> _WHAT YOU HAVE TO DO_: Among the entries below, count each line holding the word "Router". Write only the number.
┏━━
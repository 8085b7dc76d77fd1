// ABOUTME: Health check route handlers for service monitoring
// ABOUTME: Provides unauthenticated health and readiness endpoints
//
// SPDX-License-Identifier: MIT OR Apache-2.0

/// Health routes implementation
pub struct HealthRoutes;

impl HealthRoutes {
    /// Create all health check routes
    pub fn routes() -> axum::Router {
        use axum::{routing::get, Json, Router};

        async fn health_handler() -> Json<serde_json::Value> {
            Json(serde_json::json!({
                "status": "healthy",
                "timestamp": chrono::Utc::now().to_rfc3339()
            }))
        }

        async fn ready_handler() -> Json<serde_json::Value> {
            Json(serde_json::json!({
                "status": "ready",
                "timestamp": chrono::Utc::now().to_rfc3339()
            }))
        }

        Router::new()
            .route("/health", get(health_handler))
            .route("/ready", get(ready_handler))
    }
}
┗━━
> _YOUR SOLUTION_: 3